Minister of Science and Technology
- In office 20 December 2008 – 6 June 2010
- Prime Minister: Abhisit Vejjajiva
- Preceded by: Wuttipong Chaisang
- Succeeded by: Virachai Virameteekul

Deputy Minister of Education
- In office 10 July 2019 – 1 September 2023
- Prime Minister: Prayut Chan-o-cha

Personal details
- Born: 21 September 1940 (age 85) Sikhio, Nakhon Ratchasima, Thailand
- Party: Thai Kao Mai (2025–present)
- Other political affiliations: Democrat (2001–2025)
- Spouse: Chote Sophonpanich
- Alma mater: Chulalongkorn University; Imperial College London;
- Profession: Physicist

= Kalaya Sophonpanich =

Thai politician and physicist

Kalaya Sophonpanich (กัลยา โสภณพนิช; ; 龍宛虹 (Lóng Wǎnhóng); born 21 September 1940) is a Thai physicist and politician who served as the Minister of Science and Technology from 2008 to 2010.

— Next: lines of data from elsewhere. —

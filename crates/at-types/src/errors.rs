use thiserror::Error;

/// Main error type for the autotune system
#[derive(Error, Debug)]
pub enum AtError {
    #[error("Parameter error: {0}")]
    Param(ParamError),

    #[error("Evaluation error: {0}")]
    Evaluation(#[from] EvaluationError),

    #[error("Configuration error: {0}")]
    Config(String),

    #[error("Optimization goal not found: {goal} (available: {available:?})")]
    GoalNotFound { goal: String, available: Vec<String> },

    #[error("Every evaluation failed in bracket {bracket}, round {round}: {source}")]
    RoundFailed {
        bracket: usize,
        round: usize,
        #[source]
        source: EvaluationError,
    },

    #[error("No evaluation completed successfully")]
    NoSuccessfulEvaluations,

    #[error("IO error: {0}")]
    Io(#[from] std::io::Error),

    #[error("Serialization error: {0}")]
    Serialization(#[from] serde_json::Error),

    #[error("Internal error: {0}")]
    Internal(String),

    #[error("Validation error: {0}")]
    Validation(String),
}

/// Hyperparameter definition and lookup errors
#[derive(Error, Debug, Clone, PartialEq)]
pub enum ParamError {
    #[error("Invalid bounds for {name}: min {min} is greater than max {max}")]
    InvalidBounds { name: String, min: f64, max: f64 },

    #[error("Non-finite bounds for {name}: [{min}, {max}]")]
    NonFiniteBounds { name: String, min: f64, max: f64 },

    #[error("Invalid quantization interval for {name}: {interval}")]
    InvalidInterval { name: String, interval: f64 },

    #[error("Invalid log base for {name}: {base}")]
    InvalidLogBase { name: String, base: f64 },

    #[error("Duplicate hyperparameter name: {name}")]
    DuplicateName { name: String },

    #[error("Hyperparameter not found: {name}")]
    NotFound { name: String },

    #[error("No default value for hyperparameter {name} was supplied")]
    MissingDefault { name: String },

    #[error("Cannot normalize {name}: min and max are both {value}")]
    DegenerateRange { name: String, value: f64 },
}

/// Errors raised by an evaluator while consuming resources
#[derive(Error, Debug, Clone, PartialEq)]
pub enum EvaluationError {
    #[error("Evaluation failed: {message}")]
    Failed { message: String },

    #[error("Training diverged at {resources} resources")]
    Diverged { resources: f64 },

    #[error("Resources exhausted: requested {requested}, available {available}")]
    ResourceExhausted { requested: f64, available: f64 },

    #[error("Resource level must not decrease: previous {previous}, requested {requested}")]
    NonMonotonicResources { previous: f64, requested: f64 },

    #[error("Optimization goal {goal} is not a number")]
    NotANumber { goal: String },
}

impl ParamError {
    /// True for errors in how a parameter or domain is defined, as opposed to
    /// lookups and draws against a valid one.
    pub fn is_definition_error(&self) -> bool {
        matches!(
            self,
            Self::InvalidBounds { .. }
                | Self::NonFiniteBounds { .. }
                | Self::InvalidInterval { .. }
                | Self::InvalidLogBase { .. }
                | Self::DuplicateName { .. }
        )
    }
}

/// Definition errors are configuration errors; the rest stay parameter errors.
impl From<ParamError> for AtError {
    fn from(error: ParamError) -> Self {
        if error.is_definition_error() {
            AtError::Config(error.to_string())
        } else {
            AtError::Param(error)
        }
    }
}

/// Result type alias for autotune operations
pub type AtResult<T> = Result<T, AtError>;

/// Macro for creating validation errors
#[macro_export]
macro_rules! validation_error {
    ($($arg:tt)*) => {
        $crate::errors::AtError::Validation(format!($($arg)*))
    };
}

/// Macro for creating internal errors
#[macro_export]
macro_rules! internal_error {
    ($($arg:tt)*) => {
        $crate::errors::AtError::Internal(format!($($arg)*))
    };
}

/// Macro for creating configuration errors
#[macro_export]
macro_rules! config_error {
    ($($arg:tt)*) => {
        $crate::errors::AtError::Config(format!($($arg)*))
    };
}

#[cfg(test)]
mod tests {
    use super::*;

    #[test]
    fn test_error_display() {
        let error = ParamError::InvalidBounds {
            name: "momentum".to_string(),
            min: 0.9,
            max: 0.3,
        };

        assert!(error.to_string().contains("Invalid bounds"));
        assert!(error.to_string().contains("momentum"));
        assert!(error.to_string().contains("0.9"));
    }

    #[test]
    fn test_error_conversion() {
        let param_error = ParamError::MissingDefault {
            name: "batch_size".to_string(),
        };
        let at_error: AtError = param_error.into();

        match at_error {
            AtError::Param(ParamError::MissingDefault { name }) => assert_eq!(name, "batch_size"),
            _ => panic!("Expected Param error"),
        }

        let bounds_error = ParamError::InvalidBounds {
            name: "momentum".to_string(),
            min: 0.9,
            max: 0.3,
        };
        let at_error: AtError = bounds_error.into();
        match at_error {
            AtError::Config(message) => assert!(message.contains("Invalid bounds for momentum")),
            other => panic!("Expected Config error, got {other:?}"),
        }

        let eval_error = EvaluationError::Diverged { resources: 9.0 };
        let at_error: AtError = eval_error.into();
        assert!(matches!(at_error, AtError::Evaluation(_)));
    }

    #[test]
    fn test_round_failed_keeps_source() {
        let error = AtError::RoundFailed {
            bracket: 2,
            round: 0,
            source: EvaluationError::Failed {
                message: "out of memory".to_string(),
            },
        };
        let source = std::error::Error::source(&error).map(|e| e.to_string());
        assert_eq!(source.as_deref(), Some("Evaluation failed: out of memory"));
    }

    #[test]
    fn test_macros() {
        let validation_err = validation_error!("Invalid value: {}", 42);
        assert!(matches!(validation_err, AtError::Validation(_)));
        let internal_err = internal_error!("Something went wrong");
        assert!(matches!(internal_err, AtError::Internal(_)));
        let config_err = config_error!("Missing required field: {}", "max_iter");
        assert_eq!(
            config_err.to_string(),
            "Configuration error: Missing required field: max_iter"
        );
    }
}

==Early life and education==
Kalaya was born in poor Thai Chinese family in Nakhon Ratchasima in Isan (northeast region). She married Chote Sophonpanich, the fourth son of well-known magnate Chin Sophonpanich.

She graduated with a Bachelor of Science (Honors) from the Faculty of Science at Chulalongkorn University in 1961, and received a Colombo scholarship to study for a master's degree, also receiving scholarships at doctoral level to read nuclear physics at Imperial College London where she earned a Ph.D. in high-energy nuclear physics in 1970.

==Careers==
She was a co-founder of the National Electronics and Computer Technology Center (NECTEC) in 1986. Then she was the founder and president of the Prapakarnpanya Foundation for helping Mentally Retarded People of Thailand under royal patronage.

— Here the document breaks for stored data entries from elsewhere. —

//! Concrete hyperparameter configurations.

use rand::Rng;
use serde::{Deserialize, Serialize};
use std::collections::BTreeMap;
use std::fmt;

use crate::domain::Domain;
use crate::errors::ParamError;

/// One concrete hyperparameter configuration: name → value.
///
/// Arms are built once (drawn from a [`Domain`] or supplied explicitly by an
/// informed search method) and never mutated afterwards; [`Arm::normalize`]
/// returns a new arm.
#[derive(Debug, Clone, Default, PartialEq, Serialize, Deserialize)]
#[serde(transparent)]
pub struct Arm {
    values: BTreeMap<String, f64>,
}

impl Arm {
    pub fn from_pairs<I, S>(pairs: I) -> Self
    where
        I: IntoIterator<Item = (S, f64)>,
        S: Into<String>,
    {
        Self {
            values: pairs.into_iter().map(|(k, v)| (k.into(), v)).collect(),
        }
    }

    /// Draw a random arm: hyperparameters outside `hyperparams_to_opt` take
    /// their domain default, the others one stochastic sample each.
    ///
    /// Every default is checked before anything is sampled, so a missing
    /// default fails without consuming randomness.
    pub fn draw<S, R>(domain: &Domain, hyperparams_to_opt: &[S], rng: &mut R) -> Result<Self, ParamError>
    where
        S: AsRef<str>,
        R: Rng + ?Sized,
    {
        let is_optimized = |name: &str| hyperparams_to_opt.iter().any(|h| h.as_ref() == name);

        let mut values = BTreeMap::new();
        for param in domain {
            if is_optimized(&param.name) {
                continue;
            }
            let default = param.init_val.ok_or_else(|| ParamError::MissingDefault {
                name: param.name.clone(),
            })?;
            values.insert(param.name.clone(), default);
        }

        for name in hyperparams_to_opt {
            let param = domain.get(name.as_ref())?;
            let value = param.sample(1, true, rng)[0];
            values.insert(param.name.clone(), value);
        }

        Ok(Self { values })
    }

    /// Rescale every value shared with `domain` to `[0, 1]` in the parameter's
    /// scale space. Values unknown to the domain are dropped.
    pub fn normalize(&self, domain: &Domain) -> Result<Arm, ParamError> {
        let mut values = BTreeMap::new();
        for (name, value) in &self.values {
            if let Ok(param) = domain.get(name) {
                values.insert(name.clone(), param.normalize(*value)?);
            }
        }
        Ok(Arm { values })
    }

    pub fn get(&self, name: &str) -> Result<f64, ParamError> {
        self.values
            .get(name)
            .copied()
            .ok_or_else(|| ParamError::NotFound {
                name: name.to_string(),
            })
    }

    /// Integer view of a (typically quantized) value.
    pub fn get_int(&self, name: &str) -> Result<i64, ParamError> {
        self.get(name).map(|v| v.round() as i64)
    }

    pub fn contains(&self, name: &str) -> bool {
        self.values.contains_key(name)
    }

    pub fn names(&self) -> impl Iterator<Item = &str> + '_ {
        self.values.keys().map(String::as_str)
    }

    pub fn iter(&self) -> impl Iterator<Item = (&str, f64)> + '_ {
        self.values.iter().map(|(k, v)| (k.as_str(), *v))
    }

    pub fn len(&self) -> usize {
        self.values.len()
    }

    pub fn is_empty(&self) -> bool {
        self.values.is_empty()
    }
}

impl fmt::Display for Arm {
    fn fmt(&self, f: &mut fmt::Formatter<'_>) -> fmt::Result {
        let longest = self.values.keys().map(String::len).max().unwrap_or(0);
        let mut first = true;
        for (name, value) in &self.values {
            if !first {
                writeln!(f)?;
            }
            first = false;
            write!(f, "   - {name}:{:pad$}{value}", "", pad = longest - name.len() + 1)?;
        }
        Ok(())
    }
}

Kalaya is more widely known when applying for the Governor of Bangkok in 2000 as an independent candidate, getting number 4 even though not elected but has gained popularity with the people of Bangkok. Later she became a member of Democrat Party who applied to be a member of the House of Representatives in the elections of 2001 and 2005.

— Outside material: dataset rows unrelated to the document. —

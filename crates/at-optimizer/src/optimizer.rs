//! The optimizer interface and the bookkeeping shared by every optimizer.

use at_types::{AtError, AtResult, EvaluationError, OptimizationGoals};
use chrono::Utc;
use crossbeam_channel::Sender;
use std::cmp::Ordering;
use std::time::{Duration, Instant};
use tracing::debug;

use crate::evaluator::Problem;
use crate::events::OptimizerEvent;
use crate::history::{
    Checkpoint, Evaluation, EvaluationHistory, HistoryEntry, ObjectiveDirection,
    OptimizationReport, OptimizationStatus, StopReason,
};

/// Common interface of the optimization methods.
pub trait Optimizer {
    /// Human-readable method name.
    fn name(&self) -> &str;

    /// Run the optimization and return the best evaluation found.
    fn run_optimization(&mut self, problem: &dyn Problem, verbosity: bool) -> AtResult<Evaluation>;

    /// Best evaluation per processed round, in round order.
    fn eval_history(&self) -> &EvaluationHistory;

    /// Cumulative checkpoints, one per processed round.
    fn checkpoints(&self) -> &[Checkpoint];

    fn status(&self) -> &OptimizationStatus;

    /// Snapshot of the run for the caller to persist.
    fn report(&self) -> AtResult<OptimizationReport>;
}

/// Outcome of one evaluation once its objective has been extracted.
pub(crate) type Scored = Result<(f64, OptimizationGoals), EvaluationError>;

/// Extract `goal` from a successful evaluation. A NaN objective counts as a
/// failed evaluation; a goal missing from a successful one is an error.
pub(crate) fn score(goal: &str, result: Result<OptimizationGoals, EvaluationError>) -> AtResult<Scored> {
    match result {
        Ok(goals) => {
            let objective = goals.get(goal)?;
            if objective.is_nan() {
                Ok(Err(EvaluationError::NotANumber {
                    goal: goal.to_string(),
                }))
            } else {
                Ok(Ok((objective, goals)))
            }
        }
        Err(e) => Ok(Err(e)),
    }
}

pub(crate) fn score_all(
    goal: &str,
    results: Vec<Result<OptimizationGoals, EvaluationError>>,
) -> AtResult<Vec<Scored>> {
    results.into_iter().map(|result| score(goal, result)).collect()
}

/// Indices of `scored`, best first. Failures rank last and ties keep
/// population order.
pub(crate) fn rank(scored: &[Scored], direction: ObjectiveDirection) -> Vec<usize> {
    let mut order: Vec<usize> = (0..scored.len()).collect();
    order.sort_by(|&a, &b| match (&scored[a], &scored[b]) {
        (Ok((x, _)), Ok((y, _))) => direction.compare(*x, *y),
        (Ok(_), Err(_)) => Ordering::Less,
        (Err(_), Ok(_)) => Ordering::Greater,
        (Err(_), Err(_)) => Ordering::Equal,
    });
    order
}

/// Parts of one round's outcome that go into the history.
pub(crate) struct RoundRecord {
    pub evaluation: Evaluation,
    pub objective: f64,
    pub bracket: Option<usize>,
    pub round: usize,
    pub n_resources: f64,
    pub evaluated: usize,
    pub failed: usize,
    pub kept: usize,
}

/// Per-run state: clock, budgets, history, checkpoints, status and the
/// optional event channel.
pub(crate) struct RunTracker {
    direction: ObjectiveDirection,
    max_time: Option<Duration>,
    max_rounds: Option<usize>,
    started: Option<Instant>,
    resources: f64,
    history: EvaluationHistory,
    checkpoints: Vec<Checkpoint>,
    status: OptimizationStatus,
    problem: String,
    events: Option<Sender<OptimizerEvent>>,
}

impl RunTracker {
    pub(crate) fn new(
        direction: ObjectiveDirection,
        max_time: Option<Duration>,
        max_rounds: Option<usize>,
    ) -> Self {
        Self {
            direction,
            max_time,
            max_rounds,
            started: None,
            resources: 0.0,
            history: EvaluationHistory::new(),
            checkpoints: Vec::new(),
            status: OptimizationStatus::new(),
            problem: String::new(),
            events: None,
        }
    }

    pub(crate) fn set_events(&mut self, events: Sender<OptimizerEvent>) {
        self.events = Some(events);
    }

    /// Reset all per-run state and start the clock.
    pub(crate) fn start(&mut self, problem: &str) {
        self.started = Some(Instant::now());
        self.resources = 0.0;
        self.history.clear();
        self.checkpoints.clear();
        self.status = OptimizationStatus::new();
        self.status.mark_running();
        self.problem = problem.to_string();
    }

    pub(crate) fn elapsed(&self) -> Duration {
        self.started.map(|s| s.elapsed()).unwrap_or_default()
    }

    pub(crate) fn add_resources(&mut self, amount: f64) {
        self.resources += amount;
    }

    /// Count outcomes and record a checkpoint without a history entry (a
    /// random-search iteration whose evaluation failed).
    pub(crate) fn record_failed_iteration(&mut self) -> Checkpoint {
        self.status.evaluations_failed += 1;
        self.status.rounds_completed += 1;
        self.push_checkpoint()
    }

    /// Append the best evaluation of a round, with its checkpoint.
    pub(crate) fn record_round(&mut self, record: RoundRecord) -> Checkpoint {
        self.status.rounds_completed += 1;
        self.status.evaluations_completed += record.evaluated - record.failed;
        self.status.evaluations_failed += record.failed;
        let checkpoint = self.push_checkpoint();

        let entry = HistoryEntry {
            evaluation: record.evaluation,
            objective: record.objective,
            bracket: record.bracket,
            round: record.round,
            n_resources: record.n_resources,
            evaluated: record.evaluated,
            failed: record.failed,
            checkpoint,
            recorded_at: Utc::now(),
        };
        self.status.update_best(&entry, self.direction);
        self.emit(OptimizerEvent::RoundCompleted {
            run_id: self.status.id,
            bracket: entry.bracket,
            round: entry.round,
            evaluated: entry.evaluated,
            failed: entry.failed,
            kept: record.kept,
            best_objective: entry.objective,
            checkpoint,
        });
        self.history.push(entry);
        checkpoint
    }

    fn push_checkpoint(&mut self) -> Checkpoint {
        let checkpoint = Checkpoint {
            iteration: self.checkpoints.len() + 1,
            elapsed_secs: self.elapsed().as_secs_f64(),
            resources: self.resources,
        };
        self.checkpoints.push(checkpoint);
        checkpoint
    }

    /// Checked at round boundaries only.
    pub(crate) fn budget_exhausted(&self) -> Option<StopReason> {
        if let Some(limit) = self.max_rounds {
            if self.status.rounds_completed >= limit {
                return Some(StopReason::RoundBudget { limit });
            }
        }
        if let Some(limit) = self.max_time {
            let elapsed = self.elapsed();
            if elapsed >= limit {
                return Some(StopReason::TimeBudget {
                    limit_secs: limit.as_secs_f64(),
                    elapsed_secs: elapsed.as_secs_f64(),
                });
            }
        }
        None
    }

    pub(crate) fn stop(&mut self, reason: StopReason) {
        self.status.mark_stopped(reason);
        self.emit(OptimizerEvent::BudgetExhausted {
            run_id: self.status.id,
            reason,
        });
        self.emit_finished();
    }

    pub(crate) fn complete(&mut self) {
        self.status.mark_completed();
        self.emit_finished();
    }

    pub(crate) fn fail(&mut self, error: &AtError) {
        self.status.mark_failed(error.to_string());
        self.emit_finished();
    }

    /// Best evaluation over the whole history.
    pub(crate) fn best(&self) -> AtResult<Evaluation> {
        self.history
            .best(self.direction)
            .map(|entry| entry.evaluation.clone())
            .ok_or(AtError::NoSuccessfulEvaluations)
    }

    pub(crate) fn emit(&self, event: OptimizerEvent) {
        if let Some(tx) = &self.events {
            if tx.try_send(event).is_err() {
                debug!("Optimizer event dropped: channel full or disconnected");
            }
        }
    }

    fn emit_finished(&self) {
        self.emit(OptimizerEvent::Finished {
            run_id: self.status.id,
            state: self.status.state,
        });
    }

    pub(crate) fn history(&self) -> &EvaluationHistory {
        &self.history
    }

    pub(crate) fn checkpoints(&self) -> &[Checkpoint] {
        &self.checkpoints
    }

    pub(crate) fn status(&self) -> &OptimizationStatus {
        &self.status
    }

    pub(crate) fn report(&self, optimizer: &str, config: serde_json::Value) -> OptimizationReport {
        OptimizationReport {
            optimizer: optimizer.to_string(),
            problem: self.problem.clone(),
            config,
            status: self.status.clone(),
            best: self.status.best.clone(),
            history: self.history.clone(),
            checkpoints: self.checkpoints.clone(),
        }
    }
}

She was appointed Minister of Science and Technology in the 2008 cabinet of Abhisit Vejjajiva. She was replaced by Virachai Virameteekul after the cabinet reshuffle in June 2010.

She was appointed Deputy Minister of Education in the Second Prayut cabinet on 10 July 2019. When the minister, Nataphol Teepsuwan, was removed after being convicted by the Criminal Court in early 2021, she also served as acting minister until the appointment of Trinuch Thienthong.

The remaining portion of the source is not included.